Prostaglandins E2 and I2 downregulate tumor necrosis factor alpha-induced intercellular adhesion molecule-1 expression in human oral gingival epithelial cells.

In the present study, we examined whether prostaglandin (PG) E2 and PGI2 regulated intercellular adhesion molecule-1 (ICAM-1) expression in human oral gingival epithelial cells stimulated with tumor necrosis factor alpha (TNF alpha). TNF alpha potently induced ICAM-1 expression in a dose- and time-dependent fashion.
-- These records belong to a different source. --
//! Configuration errors.
//!
//! Everything in here is fatal at construction time: a model or graph that
//! fails one of these checks is never built.

use thiserror::Error;

#[derive(Debug, Error)]
pub enum ConfigError {
    #[error("unknown model `{name}` (known models: {})", .known.join(", "))]
    UnknownModel {
        name: String,
        known: Vec<&'static str>,
    },

    #[error("dataset `{name}` not found in registry (available datasets: {})", .available.join(", "))]
    UnknownDataset { name: String, available: Vec<String> },

    #[error("unknown {kind} `{value}`")]
    UnknownOption { kind: &'static str, value: String },

    #[error("{edges}: edge index holds {index_edges} edges but features hold {feature_edges}")]
    EdgeCountMismatch {
        edges: String,
        index_edges: usize,
        feature_edges: usize,
    },

    #[error("{edges}: edge index must have shape (2, M), got {shape:?}")]
    EdgeIndexShape { edges: String, shape: Vec<usize> },

    #[error("{edges}: {row} index {index} out of range for {bound} nodes")]
    EdgeIndexOutOfRange {
        edges: String,
        row: &'static str,
        index: u32,
        bound: usize,
    },

    #[error("inconsistent number of levels: {what} has {actual}, expected {expected}")]
    LevelCountMismatch {
        what: &'static str,
        expected: usize,
        actual: usize,
    },

    #[error("model `{model}` needs a {required} mesh graph")]
    HierarchyMismatch {
        model: &'static str,
        required: &'static str,
    },

    #[error("{what}: chunk sizes sum to {actual}, expected {expected}")]
    ChunkSizeMismatch {
        what: &'static str,
        expected: usize,
        actual: usize,
    },

    #[error("{edges} has no edges, cannot infer the {what}")]
    EmptyEdges {
        edges: &'static str,
        what: &'static str,
    },

    #[error("graph tensor `{name}` is missing")]
    MissingTensor { name: String },

    #[error("{what}: dimension {actual} does not match {expected}")]
    DimMismatch {
        what: String,
        expected: usize,
        actual: usize,
    },

    #[error(transparent)]
    Tensor(#[from] candle_core::Error),

    #[error("reading {path}: {source}")]
    Io {
        path: String,
        #[source]
        source: std::io::Error,
    },

    #[error("parsing {path}: {source}")]
    Json {
        path: String,
        #[source]
        source: serde_json::Error,
    },
}

#[cfg(test)]
mod tests {
    use super::*;

    #[test]
    fn unknown_model_lists_known_names() {
        let err = ConfigError::UnknownModel {
            name: "transformer".into(),
            known: vec!["graph_lam", "hi_lam"],
        };
        let msg = err.to_string();
        assert!(msg.contains("transformer"));
        assert!(msg.contains("graph_lam, hi_lam"));
    }

    #[test]
    fn hierarchy_mismatch_message() {
        let err = ConfigError::HierarchyMismatch {
            model: "graph_lam",
            required: "non-hierarchical",
        };
        assert!(err.to_string().contains("non-hierarchical"));
    }
}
PGE2 and carbacyclin (a stable analogue of PGI2) significantly decreased ICAM-1 expression in TNF alpha-challenged oral gingival epithelial cells. Next, of the four subtypes of PGE2 receptors (EP1, EP2, EP3 and EP4), we examined which subtype(s) mediated inhibition of TNF alpha-induced ICAM-1 expression by PGE2. 11-deoxy-PGE2, an EP2/EP4 agonist, significantly suppressed TNF alpha-induced ICAM-1 expression, whereas butaprost, an EP2 agonist, sulprostone, an EP1/EP3 agonist, and ONO-AP-324, an EP3 agonist, caused no effect on it. By reverse transcriptase-polymerase chain reaction, expression of EP4 mRNA was detected in oral gingival epithelial cells. Dibutyryl cAMP, a cAMP analogue, and forskolin, a direct activator of adenylate cyclase, significantly inhibited TNF alpha-induced ICAM-1 expression in oral gingival epithelial cells. From these results, we suggest that PGE2 and PGI2 inhibit TNF alpha-elicited ICAM-1 expression by cAMP-dependent pathways via EP4 receptors and IP receptors, respectively.